Vogt and his team from the Lick-Carnegie Exoplanet Survey actually found two new planets around the heavily studied red dwarf star Gliese 581, where planets have been found previously. Now with six known planets, Gliese 581 hosts a planetary system most similar to our own. It is located 20 light years away from Earth in the constellation Libra.

The most interesting of the two new planets is Gliese 581g, with a mass three to four times that of the Earth and an orbital period of just under 37 days. Its mass indicates that it is probably a rocky planet with likely enough gravity to hold on to an atmosphere.

The planet is also tidally locked to the star, meaning that one side is always facing the star in sunlight, while the side facing away from the star is in perpetual darkness. One effect of this is to stabilize the planet’s surface climates, according to Vogt. The most habitable zone on the planet’s surface would be on the terminator, the line between shadow and light, with surface temperatures decreasing toward the dark side and increasing toward the light side.

“Any emerging life forms would have a wide range of stable climates to choose from and to evolve around, depending on their longitude,” Vogt said.

There has been debate about the other planets found previously around Gliese 581, whether they could be habitable or not. Two of them lie at the edges of the habitable zone, one on the hot side (planet c) and one on the cold side (planet d). While some astronomers still think planet d may be habitable if it has a thick atmosphere with a strong greenhouse effect to warm it up, others are skeptical. The newly discovered planet g, however, lies right in the middle of the habitable zone.

“We had planets on both sides of the habitable zone–one too hot and one too cold–and now we have one in the middle that’s just right,” Vogt said.

The researchers estimate that the average surface temperature of the planet is between -24 and 10 degrees Fahrenheit (-31 to -12 degrees Celsius). Actual temperatures would range from blazing hot on the side facing the star to freezing cold on the dark side.

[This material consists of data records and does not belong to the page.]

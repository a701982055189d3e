//! Application configuration initialization command.
//!
//! Runs the interactive wizard that sets the SLA defaults and the watch loop
//! behaviour, or removes the stored configuration.

use crate::{
    libs::{config::Config, messages::Message},
    msg_success,
};
use anyhow::Result;
use clap::Args;

/// Command-line arguments for the initialization command.
#[derive(Debug, Args)]
pub struct InitArgs {
    /// Remove existing configuration instead of creating new one
    ///
    /// Without a configuration file every setting falls back to its default
    /// (72 h SLA, 0.75 near-due ratio, business-day clock).
    #[arg(short, long)]
    delete: bool,
}

pub fn cmd(init_args: InitArgs) -> Result<()> {
    if init_args.delete {
        Config::delete()?;
        msg_success!(Message::ConfigDeleted);
        return Ok(());
    }

    Config::init()?.save()?;

    msg_success!(Message::ConfigSaved);
    Ok(())
}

If Gliese 581g has a rocky composition similar to the Earth’s, its diameter would be about 1.2 to 1.4 times that of the Earth. The surface gravity would be about the same or slightly higher than Earth’s, so that a person could easily walk upright on the planet, Vogt said.

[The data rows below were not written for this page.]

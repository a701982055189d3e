//! Database schema migrations.
//!
//! Migrations are registered in version order and applied inside a single
//! transaction when a connection is opened. Applied versions are recorded in
//! the `migrations` table.
//!
//! ## Usage
//!
//! ```rust
//! use obras::db::migrations::{get_db_version, init_with_migrations};
//! use rusqlite::Connection;
//!
//! let mut conn = Connection::open_in_memory()?;
//! init_with_migrations(&mut conn)?;
//! let version = get_db_version(&conn)?;
//! # Ok::<(), anyhow::Error>(())
//! ```

use crate::libs::messages::Message;
use crate::{msg_debug, msg_error, msg_success};
use anyhow::Result;
use rusqlite::{params, Connection, Transaction};

const MIGRATIONS_TABLE: &str = "
CREATE TABLE IF NOT EXISTS migrations (
    id INTEGER PRIMARY KEY,
    version INTEGER NOT NULL UNIQUE,
    name TEXT NOT NULL,
    applied_at TIMESTAMP DEFAULT CURRENT_TIMESTAMP
)";

#[derive(Debug, Clone)]
struct Migration {
    version: u32,
    name: &'static str,
    up: fn(&Transaction) -> Result<()>,
}

/// Registry of schema migrations.
pub struct MigrationManager {
    migrations: Vec<Migration>,
}

impl Default for MigrationManager {
    fn default() -> Self {
        Self::new()
    }
}

impl MigrationManager {
    pub fn new() -> Self {
        let mut manager = Self { migrations: Vec::new() };
        manager.register_migrations();
        manager
    }

    fn register_migrations(&mut self) {
        // Version 1: work orders
        self.add_migration(1, "create_orders", |tx| {
            tx.execute(
                "CREATE TABLE IF NOT EXISTS orders (
                    id TEXT NOT NULL PRIMARY KEY,
                    created_at TIMESTAMP,
                    sla_hours REAL,
                    status TEXT NOT NULL,
                    status_before_pause TEXT,
                    completed_at TIMESTAMP
                )",
                [],
            )?;
            tx.execute("CREATE INDEX IF NOT EXISTS idx_orders_status ON orders(status)", [])?;
            Ok(())
        });

        // Version 2: pause intervals, kept in list order per order
        self.add_migration(2, "create_order_pauses", |tx| {
            tx.execute(
                "CREATE TABLE IF NOT EXISTS order_pauses (
                    id INTEGER PRIMARY KEY,
                    order_id TEXT NOT NULL,
                    position INTEGER NOT NULL,
                    kind TEXT NOT NULL,
                    reason TEXT NOT NULL DEFAULT '',
                    note TEXT NOT NULL DEFAULT '',
                    started_at TIMESTAMP,
                    ended_at TIMESTAMP,
                    FOREIGN KEY (order_id) REFERENCES orders(id) ON DELETE CASCADE
                )",
                [],
            )?;
            tx.execute("CREATE UNIQUE INDEX IF NOT EXISTS idx_order_pauses_position ON order_pauses(order_id, position)", [])?;
            Ok(())
        });
    }

    fn add_migration(&mut self, version: u32, name: &'static str, up: fn(&Transaction) -> Result<()>) {
        self.migrations.push(Migration { version, name, up });
    }

    /// Applies every pending migration in one transaction.
    pub fn run_migrations(&self, conn: &mut Connection) -> Result<()> {
        conn.execute(MIGRATIONS_TABLE, [])?;

        let current_version = self.get_current_version(conn)?;
        let pending: Vec<&Migration> = self.migrations.iter().filter(|m| m.version > current_version).collect();

        if pending.is_empty() {
            msg_debug!("Database is up to date");
            return Ok(());
        }

        msg_debug!(Message::MigrationsFound(pending.len()));

        let tx = conn.transaction()?;

        for migration in pending {
            msg_debug!(Message::RunningMigration(migration.version, migration.name.to_string()));

            match (migration.up)(&tx) {
                Ok(()) => {
                    tx.execute(
                        "INSERT INTO migrations (version, name) VALUES (?1, ?2)",
                        params![migration.version, migration.name],
                    )?;
                    msg_debug!(Message::MigrationCompleted(migration.version));
                }
                Err(e) => {
                    msg_error!(Message::MigrationFailed(migration.version, e.to_string()));
                    return Err(e);
                }
            }
        }

        tx.commit()?;
        if current_version > 0 {
            msg_success!(Message::AllMigrationsCompleted);
        } else {
            msg_debug!(Message::AllMigrationsCompleted);
        }

        Ok(())
    }

    fn get_current_version(&self, conn: &Connection) -> Result<u32> {
        let version: Option<u32> = conn.query_row("SELECT MAX(version) FROM migrations", [], |row| row.get(0)).unwrap_or(Some(0));

        Ok(version.unwrap_or(0))
    }

    pub fn latest_version(&self) -> u32 {
        self.migrations.last().map(|m| m.version).unwrap_or(0)
    }
}

/// Applies all pending migrations to a connection.
pub fn init_with_migrations(conn: &mut Connection) -> Result<()> {
    MigrationManager::new().run_migrations(conn)
}

/// Current schema version of a connection.
pub fn get_db_version(conn: &Connection) -> Result<u32> {
    MigrationManager::new().get_current_version(conn)
}

/// True when the connection lags behind the latest registered migration.
pub fn needs_migration(conn: &Connection) -> Result<bool> {
    let manager = MigrationManager::new();
    Ok(manager.get_current_version(conn)? < manager.latest_version())
}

The planet was found using the HIRES spectrometer (designed by Vogt) on the Keck I Telescope, measuring the star’s radial velocity. The gravitational tug of an orbiting planet causes periodic changes in the radial velocity of the host star. Multiple planets induce complex wobbles in the star’s motion, and astronomers use sophisticated analyses to detect planets and determine their orbits and masses.

“It’s really hard to detect a planet like this,” Vogt said. “Every time we measure the radial velocity, that’s an evening on the telescope, and it took more than 200 observations with a precision of about 1.6 meters per second to detect this planet.”

In addition to the radial velocity observations, coauthors Henry and Williamson made precise night-to-night brightness measurements of the star with one of Tennessee State University’s robotic telescopes. “Our brightness measurements verify that the radial velocity variations are caused by the new orbiting planet and not by any process within the star itself,” Henry said.

The researchers also explored the implications of this discovery with respect to the number of stars that are likely to have at least one potentially habitable planet. Given the relatively small number of stars that have been carefully monitored by planet hunters, this discovery has come surprisingly soon.

“If these are rare, we shouldn’t have found one so quickly and so nearby,” Vogt said. “The number of systems with potentially habitable planets is probably on the order of 10 or 20 percent, and when you multiply that by the hundreds of billions of stars in the Milky Way, that’s a large number. There could be tens of billions of these systems in our galaxy.”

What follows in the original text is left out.